Обитатели пустыни Фиваида разделяются на два рода жизни: пустынной и общежительной, и потому живут как бы одновременно и вместе, и раздельно – разделенные по образу жизни, но соединенные в любви во Святом Духе, отдаленные по расстоянию, но сближенные в единодушии. Одни другим помогают, и в то же время ничем один другого не обременяют,
но способствуют друг другу в достижении жизненного довольства и духовного преуспеяния. В субботние же, воскресные и праздничные дни все соединяются вместе и составляют как бы одну родную семью, все вместе присутствуют на всех церковных богослужениях, приобщаются Святейших Христовых Таинств, а также участвуют на общей братской трапезе. При воззрении на такую единодушную, поистине богоизбранную семью так и хочется сказать с царственным пророком: Се что добро или что красно, но еже житии братии вкупе (Пс. 132, 1).
По окончании Литургии и трапезы пустынножители тотчас все расходятся по своим каливам. Тихо и скромно идет каждый из них в отведенное общее помещение, где у каждого имеется отдельный свой шкафчик, в котором у него хранится его убогое достояние, переодевается в свою пустынную ветхую одежду, берет в одну руку посошок, а в другую четки и с миром, радостный о Господе, с молитвой на устах плетется в свое любимое пустынное убежище, где он опять с усугубленным усердием и обновленными силами, почерпнутыми в Таинстве Святого Причащения, предается посильным своим подвигам в пустыне.
Фиваидский пустынножитель
Един только Бог зрит на него при этом и ведает, как он подвизается: каждый старается скрыть от постороннего взора свои деяния. И счастлив такой подвижник в своем уединении, если только с разумом проходит этот путь!
Фиваидское пустынножительство
Что ни говорят, а пустыня, безмолвие и безмятежие иноческой жизни имеют множество своих бесценных приятностей и тайных услаждений сердечных – той сокровенной манны, которая обещана Богом только побеждающим сладострастие плоти. Блажен, кто, благодатию спасающего нас Господа, вкусил и вкушает эту небесную райскую манну, то есть мир, спокойствие совести и чувство неизъяснимой любви к Богу! Поистине такой человек не знает, как достойно благодарить Господа и Владычицу за удаление его от мира, он не желает утешений земных и радостей света! Здесь он в глубоком безмятежии, в сладостном созерцании пустынных красот, переносящих мысль к Божественному их Творцу, чувствует себя в совершенно первобытном состоянии, и предначинает здесь, на грубой песчаной земле, Вечную Пасху и нескончаемый покой и предвкушает радости ангельского мира. Пустыня – его рай, его отчизна, она для него выше всех приятностей, какими могут одарить его люди и мир, отсюда он надеется в последний всемирный день с ликом бесчисленного Афонского братства унестись туда, где совершится Страшный суд Божий. О, благословен Бог в судьбах нашего вечного спасения, слава Ему!
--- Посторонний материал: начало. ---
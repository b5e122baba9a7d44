//! Bench Viz CLI
//!
//! Turns benchmark JSON output into PNG charts and walker graph drawings.

use anyhow::Result;
use bench_viz::commands::{
    execute_append, execute_hit_rate, execute_timer, execute_ttg, validate_hit_rate_args,
    validate_timer_args, validate_ttg_args, AppendArgs, ChartStyle, HitRateArgs, TimerArgs,
    TtgArgs,
};
use bench_viz::utils::config::{
    DEFAULT_CACHE_STATS_PATH, DEFAULT_LAYOUT, DEFAULT_TIMER_AFTER_PATH,
    DEFAULT_TIMER_BEFORE_PATH, DEFAULT_TIMER_OUTPUT, DEFAULT_TTG_PREFIX, DEFAULT_VISITED_OUTPUT,
};
use clap::{Parser, Subcommand};
use env_logger::Env;
use std::path::PathBuf;

/// Bench Viz - charts for cache, timing and walker benchmarks
#[derive(Parser, Debug)]
#[command(name = "bench-viz")]
#[command(version, about, long_about = None)]
struct Cli {
    /// Subcommand to execute
    #[command(subcommand)]
    command: Commands,

    /// Enable verbose logging
    #[arg(short, long, global = true)]
    verbose: bool,
}

/// Available commands
#[derive(Subcommand, Debug)]
enum Commands {
    /// Line chart of cache hit rate vs edge count
    HitRate {
        /// Cache statistics JSON list
        #[arg(default_value = DEFAULT_CACHE_STATS_PATH)]
        input: PathBuf,

        /// Output PNG path [default: cache_hit_rate.png]
        #[arg(short, long)]
        output: Option<PathBuf>,

        /// Print the aggregated table to stdout
        #[arg(long)]
        summary: bool,
    },

    /// Grouped bar chart of cache hit rate vs edge count
    HitRateBar {
        /// Cache statistics JSON list
        #[arg(default_value = DEFAULT_CACHE_STATS_PATH)]
        input: PathBuf,

        /// Output PNG path [default: cache_hit_rate_bar.png]
        #[arg(short, long)]
        output: Option<PathBuf>,

        /// Print the aggregated table to stdout
        #[arg(long)]
        summary: bool,
    },

    /// Compare TTG generation time before/after against traversal time
    Timer {
        /// Timer records of the baseline build
        #[arg(long, default_value = DEFAULT_TIMER_BEFORE_PATH)]
        before: PathBuf,

        /// Timer records of the build under test
        #[arg(long, default_value = DEFAULT_TIMER_AFTER_PATH)]
        after: PathBuf,

        /// Output PNG for the time comparison
        #[arg(long, default_value = DEFAULT_TIMER_OUTPUT)]
        time_output: PathBuf,

        /// Output PNG for the visited node counts
        #[arg(long, default_value = DEFAULT_VISITED_OUTPUT)]
        visited_output: PathBuf,

        /// Print the timing tables to stdout
        #[arg(long)]
        summary: bool,
    },

    /// Draw every walker tree of a file as a graph
    Ttg {
        /// JSON list of walker trees
        input: PathBuf,

        /// Layout: dot, spring, neato, kamada_kawai, circular, shell, twopi
        #[arg(short, long, default_value = DEFAULT_LAYOUT)]
        layout: String,

        /// Directory receiving the images
        #[arg(short, long, default_value = ".")]
        output_dir: PathBuf,

        /// File name prefix, files are <PREFIX>_<idx>.png
        #[arg(long, default_value = DEFAULT_TTG_PREFIX)]
        prefix: String,
    },

    /// Append a JSON item to a JSON list file
    Append {
        /// JSON list file, created when missing
        file: PathBuf,

        /// Item to append, as JSON text
        item: String,
    },
}

fn main() -> Result<()> {
    // Parse CLI arguments
    let cli = Cli::parse();

    // Setup logging
    let log_level = if cli.verbose { "debug" } else { "info" };
    env_logger::Builder::from_env(Env::default().default_filter_or(log_level)).init();

    // Execute command
    match cli.command {
        Commands::HitRate {
            input,
            output,
            summary,
        } => run_hit_rate(input, output, summary, ChartStyle::Line)?,

        Commands::HitRateBar {
            input,
            output,
            summary,
        } => run_hit_rate(input, output, summary, ChartStyle::Bar)?,

        Commands::Timer {
            before,
            after,
            time_output,
            visited_output,
            summary,
        } => {
            let args = TimerArgs {
                before,
                after,
                time_output,
                visited_output,
                print_summary: summary,
            };

            validate_timer_args(&args)?;
            execute_timer(args)?;
        }

        Commands::Ttg {
            input,
            layout,
            output_dir,
            prefix,
        } => {
            let args = TtgArgs {
                input,
                layout,
                output_dir,
                prefix,
            };

            validate_ttg_args(&args)?;
            execute_ttg(args)?;
        }

        Commands::Append { file, item } => {
            execute_append(AppendArgs { file, item })?;
        }
    }

    Ok(())
}

/// Shared body of the two hit rate commands
///
/// **Private** - internal command dispatch
fn run_hit_rate(
    input: PathBuf,
    output: Option<PathBuf>,
    summary: bool,
    style: ChartStyle,
) -> Result<()> {
    let args = HitRateArgs {
        input,
        output: output.unwrap_or_else(|| style.default_output()),
        style,
        print_summary: summary,
    };

    validate_hit_rate_args(&args)?;
    execute_hit_rate(args)
}
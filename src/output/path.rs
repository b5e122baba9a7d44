//! Output path checks shared by every writer.

use crate::utils::error::OutputError;
use log::debug;
use std::path::Path;

/// Validate that output path is writable
///
/// **Public** - used by the JSON writer and every chart renderer
///
/// # Errors
/// * `OutputError::InvalidPath` - path is empty or names a directory
pub fn validate_path(path: &Path) -> Result<(), OutputError> {
    if path.as_os_str().is_empty() {
        return Err(OutputError::InvalidPath("Path is empty".to_string()));
    }

    // Check if we're trying to overwrite a directory
    if path.exists() && path.is_dir() {
        return Err(OutputError::InvalidPath(format!(
            "Path is a directory: {}",
            path.display()
        )));
    }

    Ok(())
}

/// Validate an output path and create its parent directories
///
/// **Public** - call before handing a path to a drawing backend
pub fn prepare_output_path(path: &Path) -> Result<(), OutputError> {
    validate_path(path)?;

    if let Some(parent) = path.parent() {
        if !parent.as_os_str().is_empty() && !parent.exists() {
            debug!("Creating parent directories: {}", parent.display());
            std::fs::create_dir_all(parent).map_err(|e| {
                OutputError::InvalidPath(format!(
                    "Cannot create directory {}: {}",
                    parent.display(),
                    e
                ))
            })?;
        }
    }

    Ok(())
}

/// Check that an output file has the expected extension, logging otherwise
pub fn check_extension(path: &Path, expected: &str) {
    match path.extension() {
        Some(ext) if ext.eq_ignore_ascii_case(expected) => {}
        _ => debug!(
            "Output {} does not have a .{} extension",
            path.display(),
            expected
        ),
    }
}

#[cfg(test)]
mod tests {
    use super::*;

    #[test]
    fn test_validate_path_empty() {
        assert!(validate_path(Path::new("")).is_err());
    }

    #[test]
    fn test_validate_path_directory() {
        let temp_dir = tempfile::tempdir().unwrap();
        assert!(validate_path(temp_dir.path()).is_err());
    }

    #[test]
    fn test_prepare_creates_parent_dirs() {
        let temp_dir = tempfile::tempdir().unwrap();
        let nested = temp_dir.path().join("nested/dirs/chart.png");

        prepare_output_path(&nested).unwrap();

        assert!(nested.parent().unwrap().is_dir());
        assert!(!nested.exists());
    }

    #[test]
    fn test_prepare_bare_file_name() {
        assert!(prepare_output_path(Path::new("chart.png")).is_ok());
    }
}
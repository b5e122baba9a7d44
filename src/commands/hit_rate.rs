//! Hit rate command implementation.
//!
//! The hit-rate command:
//! 1. Loads and de-duplicates cache statistics
//! 2. Aggregates hit rates per (cache size, prefetch, edge count)
//! 3. Draws the line or bar chart

use super::models::{ChartStyle, HitRateArgs};
use crate::aggregator::{aggregate_hit_rates, load_cache_stats};
use crate::chart::{plot_hit_rate_bars, plot_hit_rate_curves};
use crate::output::format_hit_rate_table;
use anyhow::{Context, Result};
use log::{debug, info};
use std::time::Instant;

/// Execute the hit-rate command
///
/// **Public** - main entry point called from main.rs
///
/// # Arguments
/// * `args` - Hit rate command arguments
///
/// # Errors
/// * Input file missing or not a JSON list of records
/// * Records lacking configuration or counter fields
/// * Chart drawing or file write errors
///
/// # Example
/// ```ignore
/// let args = HitRateArgs {
///     input: PathBuf::from("cache_stats.json"),
///     style: ChartStyle::Bar,
///     output: ChartStyle::Bar.default_output(),
///     ..Default::default()
/// };
///
/// execute_hit_rate(args)?;
/// ```
pub fn execute_hit_rate(args: HitRateArgs) -> Result<()> {
    let start_time = Instant::now();

    info!("Step 1/3: Loading cache statistics...");
    let records = load_cache_stats(&args.input).with_context(|| {
        format!("Failed to load cache statistics from {}", args.input.display())
    })?;

    info!("Step 2/3: Aggregating hit rates...");
    let rows = aggregate_hit_rates(&records).context("Failed to aggregate hit rates")?;
    debug!("Aggregated {} records into {} rows", records.len(), rows.len());

    info!("Step 3/3: Drawing {} chart...", args.style);
    match args.style {
        ChartStyle::Line => plot_hit_rate_curves(&rows, &args.output, None),
        ChartStyle::Bar => plot_hit_rate_bars(&rows, &args.output, None),
    }
    .context("Failed to draw hit rate chart")?;

    info!("✓ Chart written to: {}", args.output.display());

    if args.print_summary {
        println!("\n{}", "=".repeat(72));
        println!("CACHE HIT RATE SUMMARY");
        println!("{}", "=".repeat(72));
        println!("Input:   {}", args.input.display());
        println!("Records: {}", records.len());
        println!("\n{}", format_hit_rate_table(&rows));
    }

    info!("Hit rate chart completed in {:.2}s", start_time.elapsed().as_secs_f64());

    Ok(())
}

/// Validate hit rate arguments
///
/// **Public** - can be called before execute_hit_rate for early validation
pub fn validate_hit_rate_args(args: &HitRateArgs) -> Result<()> {
    if !args.input.exists() {
        anyhow::bail!("Could not find {}", args.input.display());
    }

    if args.output.as_os_str().is_empty() {
        anyhow::bail!("Output path cannot be empty");
    }

    Ok(())
}

#[cfg(test)]
mod tests {
    use super::*;
    use std::io::Write;
    use std::path::PathBuf;
    use tempfile::NamedTempFile;

    #[test]
    fn test_validate_missing_input() {
        let args = HitRateArgs {
            input: PathBuf::from("/nonexistent/cache_stats.json"),
            ..Default::default()
        };

        let err = validate_hit_rate_args(&args).unwrap_err();
        assert!(err.to_string().contains("Could not find /nonexistent/cache_stats.json"));
    }

    #[test]
    fn test_validate_existing_input() {
        let file = NamedTempFile::new().unwrap();
        let args = HitRateArgs {
            input: file.path().to_path_buf(),
            ..Default::default()
        };

        assert!(validate_hit_rate_args(&args).is_ok());
    }

    #[test]
    fn test_execute_reports_missing_fields() {
        let mut file = NamedTempFile::new().unwrap();
        write!(file, r#"[{{"cache_size": 10}}]"#).unwrap();

        let dir = tempfile::tempdir().unwrap();
        let args = HitRateArgs {
            input: file.path().to_path_buf(),
            output: dir.path().join("out.png"),
            ..Default::default()
        };

        let err = execute_hit_rate(args).unwrap_err();
        assert!(format!("{:#}", err).contains("Failed to load cache statistics"));
    }
}
//! Input parsing and schema definitions.
//!
//! This module handles:
//! - Loading JSON lists of benchmark records
//! - Deserializing walker traversal trees
//! - Typed access to record fields for aggregation

pub mod loader;
pub mod schema;

// Re-export main types
pub use loader::{
    load_records, load_walker_trees, parse_records, parse_walker_trees, read_json_list,
};
pub use schema::{KeyValue, Record, WalkerNode, WalkerTreeNode};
Пустынная жизнь воспитывает в сроднившемся с ней ангелоподобные свойства: кроме всех своих удобств к неблазненному шествию по стопам Голгофского Страдальца Иисуса она дарит пустыннику исключительно важную способность – смотреть на всех людей не иначе как на ангелов, а самого себя поставлять пред людьми хуже всех, пред Богом же, по выражению святых отцов, считать себя хуже падшего духа. И в эту меру глубокого смирения приходит пустынник не вдруг, но постепенно, даже незаметно для себя, при содействии благодати Святого Духа, которая воспламеняет душу его к любви Божией и в то же время содержит его в рамках смирения для ограждения от пагубного превозношения и мнения о своей праведности. Но, дабы воспитать в себе эти глубокие смиренные чувства и усовершенствовать свой дух в подвижничестве и закалить себя в нем, забывая задняя и простираясь вперед, пустыннику необходимо освободить себя положительно от всех забот и попечений, пресечь все излишества для плоти, избегать пустых бесед и празднословия и быть всегда в повиновении у своего духовного отца, иметь пред ним открытую душу и как можно чаще насыщать себя Святейшей Плотью и Кровью Пречистого Агнца, за нас закланного.